One of my, and my mother’s, favorite stories involves a call Mole and Rat experience together, one that is literally divine. Out in the middle of the night in search of a lost otter child, first the Rat, then the Mole become aware of enticing piping that brings them to a small island.
‘This is the place of my song-dream, the place the music played to me,’ whispered the Rat, as if in a trance. ‘Here, in this holy place, here if anywhere, surely we shall find Him!’
Then suddenly the Mole felt a great Awe fall upon him, an awe that turned his muscles to water, bowed his head, and rooted his feet th the ground. It was no panic terror – indeed he felt wonderful at peace and happy – but it was an awe that smote him and held him and, without seeing, he knew it could only mean that some august Presence was very , very near. With difficulty he turned to look for his friend, and saw him at his side cowed, stricken, and trembling violently.... He looked into the very eyes of the Friend and Helper; saw the backward sweep of the curved horns, gleaming in the growing daylight; saw the stern hooked nose between the kindly eyes that were looking down on them humorously, while the bearded mouth broke into a half-smile at the corners; saw the rippling muscles on the arm that lay across the broad chest, the long supple hand still holding the pan-pipes only just fallen away from the parted lips; saw the splendid curves of the shaggy limbs disposed in majestic ease on the sward; saw, last of all, nestling between his hooves, sleeping soundly in entire peace and contentment, the little, round, podgy, childish form of the baby otter...
‘Rat!’ he found breath to whisper, shaking. ‘Are you afraid?’
‘Afraid?’ murmured the Rat, his eyes shining with unutterable love. ‘Afraid of Him? O, never, never! And yet – and yet – O, Mole, I am afraid!’
Then the two animals, crouching to the earth, bowed their heads and did worship.
... The sun’s broad golden disc...took the animals full in the eyes and dazzled them. When they were able to look once more, the Vision had vanished, and the air was full of the carol of birds that hailed the dawn.
As they stared blankly, in dumb misery deepening as they slowly realized all they had seen and all they had lost, a capricious little breeze, dancing up from the surface the surface of the water... blew lightly and caressingly in their faces, and with its soft touch came instant oblivion. For this is the last best gift that the kindly demigod is careful to bestow on those to whom he revealed himself in their helping: the gift of forgetfulness. Lest the awful remembrance should remain and grow, and overshadow mirth and pleasure, and... spoil all the after-lives of little animals helped out of difficulties, in order that they should be happy and lighthearted as before.
Does it surprise anyone that it was from this chapter that Dear Sweet Cooper drew his quotation?
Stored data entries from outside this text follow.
use serde_json::json;
use std::collections::HashMap;
use std::sync::Arc;
use tracing::{info, warn};
use uuid::Uuid;

use crate::database::manager::DatabaseError;
use crate::database::models::{NewZone, Zone};
use crate::database::repository::Repository;
use crate::database::store::DocumentStore;
use crate::filter::FilterData;

#[derive(Clone)]
pub struct ZoneService {
    zones: Repository<Zone>,
}

impl ZoneService {
    pub fn new(store: Arc<dyn DocumentStore>) -> Self {
        Self {
            zones: Repository::new(store),
        }
    }

    pub async fn create(&self, new: NewZone) -> Result<Zone, DatabaseError> {
        let zone = Zone::create(new);
        self.zones.insert(&zone).await?;
        info!("Zone {} created ({})", zone.id, zone.name);
        Ok(zone)
    }

    /// Zones in creation order; disabled zones only when asked for
    pub async fn list(&self, show_inactive: bool) -> Result<Vec<Zone>, DatabaseError> {
        let filter = if show_inactive {
            FilterData::default()
        } else {
            FilterData::matching(json!({ "enabled": true }))
        };
        self.zones.select_any(filter.ordered_by("created_at")).await
    }

    pub async fn get(&self, id: Uuid) -> Result<Zone, DatabaseError> {
        self.zones.select_id(id).await
    }

    /// Names of the enabled zones among `ids`, in one lookup.
    /// Ids that are not UUIDs cannot name a zone and are skipped.
    pub async fn zone_names<'a, I>(&self, ids: I) -> Result<HashMap<String, String>, DatabaseError>
    where
        I: IntoIterator<Item = &'a str>,
    {
        let mut wanted: Vec<Uuid> = ids.into_iter().filter_map(|id| Uuid::parse_str(id).ok()).collect();
        wanted.sort();
        wanted.dedup();
        if wanted.is_empty() {
            return Ok(HashMap::new());
        }

        let zones = self
            .zones
            .select_any(FilterData::matching(json!({
                "id": { "$in": wanted },
                "enabled": true,
            })))
            .await?;
        Ok(zones.into_iter().map(|zone| (zone.id.to_string(), zone.name)).collect())
    }

    /// Disable a zone. The record stays in the store.
    pub async fn soft_delete(&self, id: Uuid) -> Result<Zone, DatabaseError> {
        let mut zone = self.zones.select_id(id).await?;
        zone.enabled = false;
        self.zones.update(&zone).await?;
        info!("Zone {} disabled", zone.id);
        Ok(zone)
    }

    /// Pair two zones with each other.
    ///
    /// A zone that was paired elsewhere is released first: its former partner
    /// loses the back reference, so pairs stay symmetric. The writes are not
    /// isolated from concurrent pairing requests.
    pub async fn pair_zones(&self, zone_id: Uuid, pair_zone_id: Uuid) -> Result<(Zone, Zone), DatabaseError> {
        if zone_id == pair_zone_id {
            return Err(DatabaseError::InvalidInput("zone cannot be paired with itself".to_string()));
        }

        let mut zone = self.zones.select_id(zone_id).await?;
        let mut pair = self.zones.select_id(pair_zone_id).await?;

        for current in [&zone, &pair] {
            if let Some(former) = current.pair_zone_id {
                if former != zone.id && former != pair.id {
                    self.release(former, current.id).await?;
                }
            }
        }

        zone.pair_zone_id = Some(pair.id);
        pair.pair_zone_id = Some(zone.id);
        self.zones.update(&zone).await?;
        self.zones.update(&pair).await?;

        info!("Zones paired: {} <-> {}", zone.id, pair.id);
        Ok((zone, pair))
    }

    /// Clear `former`'s pairing if it still points at `partner`
    async fn release(&self, former: Uuid, partner: Uuid) -> Result<(), DatabaseError> {
        let mut stale = match self.zones.select_id(former).await {
            Ok(zone) => zone,
            Err(DatabaseError::NotFound(_)) => {
                warn!("Zone {} was paired with missing zone {}", partner, former);
                return Ok(());
            }
            Err(e) => return Err(e),
        };

        if stale.is_paired_with(partner) {
            stale.pair_zone_id = None;
            self.zones.update(&stale).await?;
            info!("Zone {} unpaired from {}", stale.id, partner);
        }
        Ok(())
    }
}
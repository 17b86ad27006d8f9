use axum::{
    http::StatusCode,
    response::{IntoResponse, Json, Response},
};
use serde::Serialize;
use serde_json::{json, Value};

/// Wrapper for API responses that adds the `{status: "success", data}` envelope
#[derive(Debug)]
pub struct ApiResponse<T: Serialize> {
    pub data: T,
}

impl<T: Serialize> ApiResponse<T> {
    pub fn success(data: T) -> Self {
        Self { data }
    }
}

impl ApiResponse<Value> {
    /// Success with `data: null`, for endpoints that only confirm
    pub fn empty() -> Self {
        Self::success(Value::Null)
    }
}

impl<T: Serialize> IntoResponse for ApiResponse<T> {
    fn into_response(self) -> Response {
        let data_value = match serde_json::to_value(&self.data) {
            Ok(value) => value,
            Err(e) => {
                tracing::error!("Failed to serialize response data: {}", e);
                return (
                    StatusCode::INTERNAL_SERVER_ERROR,
                    Json(json!({
                        "status": "error",
                        "data": "Failed to serialize response data"
                    })),
                )
                    .into_response();
            }
        };

        Json(json!({
            "status": "success",
            "data": data_value
        }))
        .into_response()
    }
}

pub type ApiResult<T> = Result<ApiResponse<T>, crate::error::ApiError>;

#[cfg(test)]
mod tests {
    use super::*;

    #[test]
    fn empty_success_carries_null_data() {
        let response = ApiResponse::empty().into_response();
        assert_eq!(response.status(), StatusCode::OK);
    }
}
Of course you know where this is going, don’t you. I have been feeling the call of some voice lately too. It’s the reason I spent so much time wandering about in parks last month, average walk lasting three hours. If all the voice wanted was for me to experience one of the finest urban MaysI ever have, I would be satisfied. I suspect though that the walks are also intended to help me clear my head, lower the static a bit, so I could better hear the real message. Is it calling me to adventure or home? It’s probably wishful thinking, but right now I think the answer is ‘yes’. Whatever joys this place holds for me, it has never been home, and I’ve always known that. Where home is, however, is by no means clear. If it were, I’d have gone there ages ago. Whether it's a journey of geography or psychology, I have a sense that my next adventure will be the search for home. That said, I've been feeling pretty lighthearted most of the time lately. I may be feeling a ‘divine longing’ but I wouldn't say I'm that discontented. Whatever else the voice may be saying, I think right now it's telling me"wait, be patient, it’s not yet time." I'll keep taking my nature walks; all the photos in this entry are from a walk near my home that I’ve taken several times in the past three weeks. I want to tell you about them, why they’ve surprised and delighted me, but this has already become an epic tome. So I’ll save that for another entry.
Side note: Blogger is acting odd again today, so my quotations, first in block mode, then changed to italics, aren't behaving. Whatever I do in the entry seems to bear little effect on what actually gets published. Just to reassure you, the entire novel is not written in some bizarre blank verse.

11 comments:

Jess said...

For many, the search for "home" is a long, perhaps never-ending, journey. It may not be so much a search for place as for a state of mind and contentment. It may be more of a search for enlightenment and self-realization. You may find more of that "home" in service to others (especially since I know you're a giving person), or you may find that quiet, introspective times give you what you need.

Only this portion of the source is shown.